А.П. Боголюбов. Сорренто - 42 kb

    Писали все усердно, делали акварели. В полдень приходили домой обедать и с 2 часов до 8 снова работали. Конечно, явилась к услугам стая местных мальчишек, таскавших нам нашу художественную утварь, а когда рассядемся по берегу, как чайки, то этот народ жил в воде, ловил крабов, открывал им спину, высасывал и бросал обратно в море, и крабы, как ни в чём не бывало, уходили с быстротою. Не любили наши спутники попов. Раз, когда их купалось целых три, они захватили их одежду и шляпы и опустили далеко от берега в море. Святые отцы бросились спасать своё имущество, а мерзавцы тотчас удрали и явились только поздно вечером.

    Раз как-то после обеда пошли мы гулять и проходили мимо Соррентского старого кладбища. Ночь была тёмная, и вот что мы увидели. Между кипарисами и лианами ходили светлые фосфорические пелены, а понизу бегали блуждающие огни. Сейчас же перелезли через стену и стали их преследовать, но только, кажется, я стою в огне, он уже очутился или сзади или спереди. А фосфорические пелены состояли из мириадов светлых мошек, которые лезли в рот, уши, нос. Несколько раз ходил я смотреть эту чудную картину, которая ещё очаровательнее была в лунную ночь. Но не всё то изобразимо, что поражает глаз.

    Соррентки слывут за красавиц, и, точно, случалось видеть девушек, лет шестнадцати, дивной красоты.

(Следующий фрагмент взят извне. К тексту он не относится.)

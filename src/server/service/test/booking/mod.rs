use chrono::{Duration, Utc};

use crate::{
    model::booking::BookingStatus,
    server::{
        error::AppError,
        model::booking::{BookingRequest, BookingScope},
        service::booking::BookingService,
    },
};
use test_utils::{
    builder::TestBuilder,
    factory::{self, booking::tomorrow_at},
};

mod create;

fn request(
    shop: &factory::helpers::BusinessWithDependencies,
    client_id: i32,
    start_time: chrono::DateTime<Utc>,
) -> BookingRequest {
    BookingRequest {
        client_id,
        business_id: shop.business.id,
        service_id: shop.service.id,
        worker_id: shop.worker.id,
        start_time,
        notes: None,
    }
}
use sea_orm_migration::{prelude::*, schema::*};

use super::{
    m20250301_000001_create_user_table::User, m20250301_000002_create_business_table::Business,
    m20250301_000003_create_service_table::Service,
};

#[derive(DeriveMigrationName)]
pub struct Migration;

#[async_trait::async_trait]
impl MigrationTrait for Migration {
    async fn up(&self, manager: &SchemaManager) -> Result<(), DbErr> {
        manager
            .create_table(
                Table::create()
                    .table(Booking::Table)
                    .if_not_exists()
                    .col(pk_auto(Booking::Id))
                    .col(integer(Booking::ClientId))
                    .col(integer(Booking::WorkerId))
                    .col(integer(Booking::ServiceId))
                    .col(integer(Booking::BusinessId))
                    .col(timestamp_with_time_zone(Booking::StartTime))
                    .col(timestamp_with_time_zone(Booking::EndTime))
                    .col(string(Booking::Status))
                    .col(boolean(Booking::IsPaid).default(false))
                    .col(text_null(Booking::Notes))
                    .col(
                        timestamp_with_time_zone(Booking::CreatedAt)
                            .default(Expr::current_timestamp())
                            .not_null(),
                    )
                    .col(
                        timestamp_with_time_zone(Booking::UpdatedAt)
                            .default(Expr::current_timestamp())
                            .not_null(),
                    )
                    .foreign_key(
                        ForeignKey::create()
                            .name("fk_booking_client_id")
                            .from(Booking::Table, Booking::ClientId)
                            .to(User::Table, User::Id)
                            .on_delete(ForeignKeyAction::Cascade)
                            .on_update(ForeignKeyAction::Cascade),
                    )
                    .foreign_key(
                        ForeignKey::create()
                            .name("fk_booking_worker_id")
                            .from(Booking::Table, Booking::WorkerId)
                            .to(User::Table, User::Id)
                            .on_delete(ForeignKeyAction::Cascade)
                            .on_update(ForeignKeyAction::Cascade),
                    )
                    .foreign_key(
                        ForeignKey::create()
                            .name("fk_booking_service_id")
                            .from(Booking::Table, Booking::ServiceId)
                            .to(Service::Table, Service::Id)
                            .on_delete(ForeignKeyAction::Cascade)
                            .on_update(ForeignKeyAction::Cascade),
                    )
                    .foreign_key(
                        ForeignKey::create()
                            .name("fk_booking_business_id")
                            .from(Booking::Table, Booking::BusinessId)
                            .to(Business::Table, Business::Id)
                            .on_delete(ForeignKeyAction::Cascade)
                            .on_update(ForeignKeyAction::Cascade),
                    )
                    .to_owned(),
            )
            .await?;

        // Overlap checks filter by worker and time range
        manager
            .create_index(
                Index::create()
                    .name("idx_booking_worker_time")
                    .table(Booking::Table)
                    .col(Booking::WorkerId)
                    .col(Booking::StartTime)
                    .col(Booking::EndTime)
                    .to_owned(),
            )
            .await
    }

    async fn down(&self, manager: &SchemaManager) -> Result<(), DbErr> {
        manager
            .drop_table(Table::drop().table(Booking::Table).to_owned())
            .await
    }
}

#[derive(DeriveIden)]
pub enum Booking {
    Table,
    Id,
    ClientId,
    WorkerId,
    ServiceId,
    BusinessId,
    StartTime,
    EndTime,
    Status,
    IsPaid,
    Notes,
    CreatedAt,
    UpdatedAt,
}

Как теперь помню, раз, идя к святому колодцу с Чернышёвым, мы увидели спускавшихся с вязками сена на головах крестьянок, они были только в рубахах и босые. Полуденное солнце освещало сзади их золотые волосы и смуглые плечи, над которыми виднелась в рефлексе зелени чудная голова известной красавицы Мариуччи. Ну отчего я никогда не видал подобного ни у кого. Известный Ридель в Риме со своими искусственно фольговыми рефлексами всегда писал кукол нарядных вместо истинной деревенской итальянской красоты. Правда, после я видел итальянок Бонна, они были близки к Мариучче, но итальянские жанристы как бы не понимают своих национальных красот.

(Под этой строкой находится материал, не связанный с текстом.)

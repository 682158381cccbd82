use sea_orm::entity::prelude::*;

#[derive(Clone, Debug, PartialEq, DeriveEntityModel)]
#[sea_orm(table_name = "booking")]
pub struct Model {
    #[sea_orm(primary_key)]
    pub id: i32,
    pub client_id: i32,
    pub worker_id: i32,
    pub service_id: i32,
    pub business_id: i32,
    pub start_time: DateTimeUtc,
    pub end_time: DateTimeUtc,
    /// One of `PENDING`, `CONFIRMED`, `COMPLETED`, `CANCELLED`, `NO_SHOW`.
    pub status: String,
    pub is_paid: bool,
    #[sea_orm(column_type = "Text", nullable)]
    pub notes: Option<String>,
    pub created_at: DateTimeUtc,
    pub updated_at: DateTimeUtc,
}

#[derive(Copy, Clone, Debug, EnumIter, DeriveRelation)]
pub enum Relation {
    #[sea_orm(
        belongs_to = "super::user::Entity",
        from = "Column::ClientId",
        to = "super::user::Column::Id",
        on_update = "Cascade",
        on_delete = "Cascade"
    )]
    Client,
    #[sea_orm(
        belongs_to = "super::user::Entity",
        from = "Column::WorkerId",
        to = "super::user::Column::Id",
        on_update = "Cascade",
        on_delete = "Cascade"
    )]
    Worker,
    #[sea_orm(
        belongs_to = "super::service::Entity",
        from = "Column::ServiceId",
        to = "super::service::Column::Id",
        on_update = "Cascade",
        on_delete = "Cascade"
    )]
    Service,
    #[sea_orm(
        belongs_to = "super::business::Entity",
        from = "Column::BusinessId",
        to = "super::business::Column::Id",
        on_update = "Cascade",
        on_delete = "Cascade"
    )]
    Business,
    #[sea_orm(has_one = "super::payment::Entity")]
    Payment,
}

impl Related<super::service::Entity> for Entity {
    fn to() -> RelationDef {
        Relation::Service.def()
    }
}

impl Related<super::business::Entity> for Entity {
    fn to() -> RelationDef {
        Relation::Business.def()
    }
}

impl Related<super::payment::Entity> for Entity {
    fn to() -> RelationDef {
        Relation::Payment.def()
    }
}

impl ActiveModelBehavior for ActiveModel {}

    Но вот настал в Сорренто праздник в честь Богородицы. Уже с вечера ставили шесты, вешали флаги, гирлянды вдоль улиц. Наутро усыпали дорогу цветами с большим вкусом ковровым рисунком, по которому должен был идти кардинал. Была служба в церквах, а потом все процессии собрались на площадь. Мы в своём Альберго были в первых ложах, пришло к нам много горожанок. Все они были вычесаны, чёрные косы лоснились, но зато не нюхайте их - вонь страшная оливковым маслом. Но вот глядим мы на кринолин Мадонны, он новый, весьма обширный. Кругом горят свечи и светильники, но зато юбка вся постоянно в движении или какой-то хлопотне. Началось шествие, солнце золотило эту нарядную картину. Шли попы всех цветов, именитые граждане, и, наконец, под балдахином двигался кардинал. Ему махали справа и слева в лицо опахалами. Он взошёл на эстраду. Начали петь кантаты под звуки бас-горнов и тромбонов. И, наконец, он подошёл к Мадонне, дёрнул шнур - и что ж?! Из юбки вылетели тысячи птичек, которые начали кружить в голубом воздухе, а народ в это время заорал: "Viva Maria! Viva la Santissima!"<"Да здравствует Мария! Да здравствует Святейшая!" (итал.).>. Праздник этот назывался Delivzenza, то есть "Освобождение", что представляют птички, находившиеся под юбкой Богородицы и вдруг освобождённые. Какой тут смысл, я до сих пор не знаю. Несколько раз принимался я говорить с католическими попами, что это кощунство так поступать с матерью Христа. Но получил ответ: "Вы испорченный человек. Конечно, лучше сажать птиц под юбку, чем пускать вашего брата". Вот вам и мораль.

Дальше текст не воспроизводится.